**What is needed:**
After finding the line containing "async fn create(&self, draft: &ContextDraft)" below, please output that line and each following one through the line containing "pub mod manage_context;", exactly as written.

**Records supplied:**
//! Context repository port
//!
//! CRUD over the backend's context documents.

use super::streaming_backend::BackendError;
use async_trait::async_trait;
use ragdash_domain::{ContextDocument, ContextDraft};

#[async_trait]
pub trait ContextRepository: Send + Sync {
    async fn list(&self) -> Result<Vec<ContextDocument>, BackendError>;

    /// Store a new document and return its id.
    async fn create(&self, draft: &ContextDraft) -> Result<String, BackendError>;

    async fn update(&self, id: &str, draft: &ContextDraft) -> Result<(), BackendError>;

    async fn delete(&self, id: &str) -> Result<(), BackendError>;

    /// Ask the backend to index its built-in sample documents.
    async fn seed_mock_data(&self) -> Result<(), BackendError>;
}
//! Use cases (application services)

pub mod consume_stream;
pub mod dispatch;
pub mod manage_context;
pub mod monitor_health;
pub mod routing;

**Expected output:**
    async fn create(&self, draft: &ContextDraft) -> Result<String, BackendError>;

    async fn update(&self, id: &str, draft: &ContextDraft) -> Result<(), BackendError>;

    async fn delete(&self, id: &str) -> Result<(), BackendError>;

    /// Ask the backend to index its built-in sample documents.
    async fn seed_mock_data(&self) -> Result<(), BackendError>;
}
//! Use cases (application services)

pub mod consume_stream;
pub mod dispatch;
pub mod manage_context;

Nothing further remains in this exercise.